For the listing below, print exactly the lines from the line with "lines.push(fit_ellipsis(last, measure, max_width));" to the line with "this engine handles.", both included, and nothing beyond them.

[EXERCISE DATA]

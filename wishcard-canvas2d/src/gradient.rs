//! Gradient paints for the drawing surface.

use crate::error::{CanvasError, CanvasResult};
use crate::style::parse_color;

/// A color stop in a gradient.
#[derive(Debug, Clone)]
pub struct GradientStop {
    /// Offset position (0.0 to 1.0).
    pub offset: f32,
    /// Color at this stop.
    pub color: tiny_skia::Color,
}

/// Gradient geometry.
#[derive(Debug, Clone)]
pub enum GradientKind {
    /// Linear gradient from (x0, y0) to (x1, y1).
    Linear { x0: f32, y0: f32, x1: f32, y1: f32 },
    /// Radial gradient centered on (cx, cy) with the given outer radius.
    Radial { cx: f32, cy: f32, radius: f32 },
}

/// A linear or radial gradient with sorted color stops.
#[derive(Debug, Clone)]
pub struct CanvasGradient {
    /// Gradient geometry.
    pub kind: GradientKind,
    /// Color stops, kept sorted by offset.
    pub stops: Vec<GradientStop>,
}

impl CanvasGradient {
    /// Create a new linear gradient.
    pub fn new_linear(x0: f32, y0: f32, x1: f32, y1: f32) -> Self {
        Self {
            kind: GradientKind::Linear { x0, y0, x1, y1 },
            stops: Vec::new(),
        }
    }

    /// Create a new radial gradient.
    pub fn new_radial(cx: f32, cy: f32, radius: f32) -> Self {
        Self {
            kind: GradientKind::Radial { cx, cy, radius },
            stops: Vec::new(),
        }
    }

    /// Add a color stop from a CSS color string.
    pub fn add_color_stop(&mut self, offset: f32, color: &str) -> CanvasResult<()> {
        if !(0.0..=1.0).contains(&offset) {
            return Err(CanvasError::InvalidGradientStop(offset));
        }
        let color = parse_color(color)?;
        self.stops.push(GradientStop { offset, color });
        // Keep stops sorted by offset
        self.stops.sort_by(|a, b| {
            a.offset
                .partial_cmp(&b.offset)
                .unwrap_or(std::cmp::Ordering::Equal)
        });
        Ok(())
    }
}

#[cfg(test)]
mod tests {
    use super::*;

    #[test]
    fn stops_stay_sorted() {
        let mut gradient = CanvasGradient::new_linear(0.0, 0.0, 100.0, 0.0);
        gradient.add_color_stop(1.0, "#D32F2F").unwrap();
        gradient.add_color_stop(0.0, "#FFD700").unwrap();
        gradient.add_color_stop(0.5, "#FFF8F0").unwrap();

        let offsets: Vec<f32> = gradient.stops.iter().map(|s| s.offset).collect();
        assert_eq!(offsets, vec![0.0, 0.5, 1.0]);
    }

    #[test]
    fn out_of_range_offset_rejected() {
        let mut gradient = CanvasGradient::new_radial(50.0, 50.0, 35.0);
        assert!(matches!(
            gradient.add_color_stop(1.5, "#C62828"),
            Err(CanvasError::InvalidGradientStop(_))
        ));
        assert!(gradient.stops.is_empty());
    }

    #[test]
    fn invalid_color_rejected() {
        let mut gradient = CanvasGradient::new_linear(0.0, 0.0, 1.0, 1.0);
        assert!(matches!(
            gradient.add_color_stop(0.0, "not-a-color"),
            Err(CanvasError::ColorParseError(_))
        ));
    }
}
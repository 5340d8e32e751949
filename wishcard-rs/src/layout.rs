//! Measurement-driven text wrapping and truncation.
//!
//! CJK text has no whitespace-delimited words, so wrapping walks the text one
//! character at a time against an injected measurement function. The engine
//! is pure: identical inputs always produce identical output, and nothing is
//! drawn here.

/// Marker appended to a truncated final line.
pub const ELLIPSIS: &str = "...";

/// Wrapped display lines plus a truncation flag.
#[derive(Debug, Clone, PartialEq, Eq)]
pub struct LayoutResult {
    /// At most `max_lines` display lines, in order.
    pub lines: Vec<String>,
    /// True when the source text needed more lines than the cap allowed.
    pub truncated: bool,
}

/// Wrap `text` into lines no wider than `max_width`.
///
/// A line is committed whenever appending the next character would exceed
/// `max_width` (a line already holding text is never widened past the cap;
/// a single over-wide character still occupies its own line). The final
/// accumulated line is always committed, so empty input yields one empty
/// line — no line is ever dropped.
pub fn wrap_chars<F>(text: &str, measure: &mut F, max_width: f32) -> Vec<String>
where
    F: FnMut(&str) -> f32,
{
    let mut lines = Vec::new();
    let mut current = String::new();

    for ch in text.chars() {
        let mut candidate = current.clone();
        candidate.push(ch);

        if measure(&candidate) > max_width && !current.is_empty() {
            lines.push(std::mem::take(&mut current));
            current.push(ch);
        } else {
            current = candidate;
        }
    }
    lines.push(current);

    lines
}

/// Wrap `text` and cap the result at `max_lines`, ellipsis-fitting the final
/// retained line when the source was cut.
pub fn layout<F>(text: &str, measure: &mut F, max_width: f32, max_lines: usize) -> LayoutResult
where
    F: FnMut(&str) -> f32,
{
    debug_assert!(max_lines > 0, "layout requires at least one line");

    let mut lines = wrap_chars(text, measure, max_width);
    let truncated = lines.len() > max_lines;

    if truncated {
        lines.truncate(max_lines);
        if let Some(last) = lines.pop() {
            lines.push(fit_ellipsis(last, measure, max_width));
        }
    }

    LayoutResult { lines, truncated }
}

/// Append the ellipsis to `line`, dropping trailing characters until the
/// combined text measures within `max_width` (or the line is empty).
///
/// Re-measuring after every removed character is O(n²) in the worst case,
/// which is fine for the short caption-length inputs this engine handles.
fn fit_ellipsis<F>(mut line: String, measure: &mut F, max_width: f32) -> String
where
    F: FnMut(&str) -> f32,
{
    loop {
        let candidate = format!("{line}{ELLIPSIS}");
        if measure(&candidate) <= max_width || line.is_empty() {
            return candidate;
        }
        line.pop();
    }
}

#[cfg(test)]
mod tests {
    use super::*;
    use rstest::rstest;

    /// Synthetic measurement: every character is 10 units wide.
    fn ten_per_char(s: &str) -> f32 {
        s.chars().count() as f32 * 10.0
    }

    #[test]
    fn short_text_is_a_single_untruncated_line() {
        let result = layout("平安", &mut ten_per_char, 100.0, 4);
        assert_eq!(result.lines, vec!["平安".to_string()]);
        assert!(!result.truncated);
    }

    #[test]
    fn empty_input_yields_one_empty_line() {
        let result = layout("", &mut ten_per_char, 100.0, 4);
        assert_eq!(result.lines, vec![String::new()]);
        assert!(!result.truncated);
    }

    #[test]
    fn wrap_breaks_at_width_boundary() {
        // 5 characters fit per 50-unit line
        let lines = wrap_chars("一二三四五六七八九十一二", &mut ten_per_char, 50.0);
        assert_eq!(
            lines,
            vec![
                "一二三四五".to_string(),
                "六七八九十".to_string(),
                "一二".to_string(),
            ]
        );
    }

    #[test]
    fn overwide_single_char_occupies_its_own_line() {
        let lines = wrap_chars("好运", &mut ten_per_char, 5.0);
        assert_eq!(lines, vec!["好".to_string(), "运".to_string()]);
    }

    #[rstest]
    #[case(4)]
    #[case(3)]
    #[case(1)]
    fn never_exceeds_max_lines(#[case] max_lines: usize) {
        let text = "心想事成万事如意新的一年身体健康平安喜乐";
        let result = layout(text, &mut ten_per_char, 50.0, max_lines);
        assert!(result.lines.len() <= max_lines);
        assert!(result.truncated);
    }

    #[test]
    fn truncated_last_line_carries_ellipsis_and_fits() {
        let text = "心想事成万事如意新的一年身体健康平安喜乐";
        let max_width = 50.0;
        let result = layout(text, &mut ten_per_char, max_width, 4);

        assert_eq!(result.lines.len(), 4);
        assert!(result.truncated);
        let last = result.lines.last().unwrap();
        assert!(last.ends_with(ELLIPSIS));
        assert!(ten_per_char(last) <= max_width);
    }

    #[test]
    fn ellipsis_fit_pops_chars_until_it_fits() {
        // 5 chars per line; "..." costs 30, so only 2 content chars survive
        let fitted = fit_ellipsis("一二三四五".to_string(), &mut ten_per_char, 50.0);
        assert_eq!(fitted, "一二...");
    }

    #[test]
    fn ellipsis_fit_on_empty_line_is_just_the_marker() {
        let fitted = fit_ellipsis(String::new(), &mut ten_per_char, 10.0);
        assert_eq!(fitted, ELLIPSIS);
    }

    #[test]
    fn exact_fit_is_not_split() {
        let lines = wrap_chars("一二三四五", &mut ten_per_char, 50.0);
        assert_eq!(lines, vec!["一二三四五".to_string()]);
    }
}
//! Text measurement using cosmic-text.

use crate::style::FontSpec;
use cosmic_text::{Attrs, Buffer, FontSystem, Metrics, Shaping};

/// Metrics returned by text measurement.
#[derive(Debug, Clone, Default)]
pub struct TextMetrics {
    /// Advance width of the text in pixels.
    pub width: f32,
    /// Distance from baseline to top of the em box (approximation).
    pub ascent: f32,
    /// Distance from baseline to bottom of the em box (approximation).
    pub descent: f32,
}

/// Shape `text` with the given font and report its layout width.
pub fn measure_text(font_system: &mut FontSystem, text: &str, font: &FontSpec) -> TextMetrics {
    let metrics = Metrics::new(font.size_px, font.size_px * 1.2);
    let mut buffer = Buffer::new(font_system, metrics);

    let attrs = Attrs::new()
        .family(font.cosmic_family())
        .weight(font.weight);
    buffer.set_text(font_system, text, &attrs, Shaping::Advanced, None);
    buffer.shape_until_scroll(font_system, false);

    let mut width: f32 = 0.0;
    for run in buffer.layout_runs() {
        width = width.max(run.line_w);
    }

    TextMetrics {
        width,
        ascent: font.size_px * 0.8,
        descent: font.size_px * 0.2,
    }
}

#[cfg(test)]
mod tests {
    use super::*;
    use crate::style::FontSpec;

    #[test]
    fn empty_text_measures_zero() {
        let mut font_system = FontSystem::new();
        let metrics = measure_text(&mut font_system, "", &FontSpec::serif(34.0));
        assert_eq!(metrics.width, 0.0);
    }

    #[test]
    fn metrics_track_font_size() {
        let mut font_system = FontSystem::new();
        let metrics = measure_text(&mut font_system, "x", &FontSpec::serif(40.0));
        assert_eq!(metrics.ascent, 32.0);
        assert_eq!(metrics.descent, 8.0);
    }
}
//! Paint, text, and font style types for the drawing surface.

use crate::error::{CanvasError, CanvasResult};
use crate::gradient::CanvasGradient;
use cosmic_text::Weight;

/// Paint used for fill and stroke operations.
#[derive(Debug, Clone)]
pub enum Paint {
    /// Solid color.
    Color(tiny_skia::Color),
    /// Linear gradient.
    LinearGradient(CanvasGradient),
    /// Radial gradient.
    RadialGradient(CanvasGradient),
}

impl Default for Paint {
    fn default() -> Self {
        // Default is opaque black
        Paint::Color(tiny_skia::Color::BLACK)
    }
}

/// Horizontal text alignment relative to the anchor point.
#[derive(Debug, Clone, Copy, PartialEq, Eq, Default)]
pub enum TextAlign {
    /// Align text to the left of the anchor point.
    #[default]
    Left,
    /// Center text on the anchor point.
    Center,
    /// Align text to the right of the anchor point.
    Right,
}

impl TextAlign {
    /// X offset applied to the anchor for a run of the given width.
    pub(crate) fn x_offset(self, width: f32) -> f32 {
        match self {
            TextAlign::Left => 0.0,
            TextAlign::Center => -width / 2.0,
            TextAlign::Right => -width,
        }
    }
}

/// Font family selector.
#[derive(Debug, Clone, PartialEq, Eq, Default)]
pub enum FontFamily {
    /// Generic serif family.
    Serif,
    /// Generic sans-serif family.
    #[default]
    SansSerif,
    /// A concrete family by name.
    Named(String),
}

/// A typed font specification.
///
/// The compositor sets fonts programmatically, so this replaces CSS
/// font-string parsing with explicit fields.
#[derive(Debug, Clone, PartialEq)]
pub struct FontSpec {
    /// Font family preference.
    pub family: FontFamily,
    /// Font weight.
    pub weight: Weight,
    /// Font size in pixels.
    pub size_px: f32,
}

impl Default for FontSpec {
    fn default() -> Self {
        Self {
            family: FontFamily::SansSerif,
            weight: Weight::NORMAL,
            size_px: 10.0,
        }
    }
}

impl FontSpec {
    /// A regular serif font at the given pixel size.
    pub fn serif(size_px: f32) -> Self {
        Self {
            family: FontFamily::Serif,
            weight: Weight::NORMAL,
            size_px,
        }
    }

    /// A bold serif font at the given pixel size.
    pub fn serif_bold(size_px: f32) -> Self {
        Self {
            family: FontFamily::Serif,
            weight: Weight::BOLD,
            size_px,
        }
    }

    /// The cosmic-text family for this spec.
    pub(crate) fn cosmic_family(&self) -> cosmic_text::Family<'_> {
        match &self.family {
            FontFamily::Serif => cosmic_text::Family::Serif,
            FontFamily::SansSerif => cosmic_text::Family::SansSerif,
            FontFamily::Named(name) => cosmic_text::Family::Name(name),
        }
    }
}

/// Parse a CSS color string into a tiny_skia::Color.
pub(crate) fn parse_color(s: &str) -> CanvasResult<tiny_skia::Color> {
    let parsed = csscolorparser::parse(s)
        .map_err(|e| CanvasError::ColorParseError(format!("{}: {}", s, e)))?;

    let [r, g, b, a] = parsed.to_array();
    Ok(tiny_skia::Color::from_rgba(r, g, b, a).unwrap_or(tiny_skia::Color::BLACK))
}

#[cfg(test)]
mod tests {
    use super::*;
    use rstest::rstest;

    #[test]
    fn parse_hex_and_rgba_colors() {
        let red = parse_color("#D32F2F").unwrap();
        assert!((red.red() - 0.827).abs() < 0.01);

        let translucent = parse_color("rgba(211, 47, 47, 0.15)").unwrap();
        assert!((translucent.alpha() - 0.15).abs() < 0.01);
    }

    #[rstest]
    #[case("#FFF8F0")]
    #[case("#ffd700")]
    #[case("white")]
    #[case("rgb(198, 40, 40)")]
    fn parse_color_accepts_css_forms(#[case] input: &str) {
        assert!(parse_color(input).is_ok());
    }

    #[test]
    fn parse_color_rejects_garbage() {
        assert!(parse_color("definitely not a color").is_err());
    }

    #[test]
    fn align_offsets() {
        assert_eq!(TextAlign::Left.x_offset(100.0), 0.0);
        assert_eq!(TextAlign::Center.x_offset(100.0), -50.0);
        assert_eq!(TextAlign::Right.x_offset(100.0), -100.0);
    }
}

[/EXERCISE DATA]

- [TASK OUTPUT]:
            lines.push(fit_ellipsis(last, measure, max_width));
        }
    }

    LayoutResult { lines, truncated }
}

/// Append the ellipsis to `line`, dropping trailing characters until the
/// combined text measures within `max_width` (or the line is empty).
///
/// Re-measuring after every removed character is O(n²) in the worst case,
/// which is fine for the short caption-length inputs this engine handles.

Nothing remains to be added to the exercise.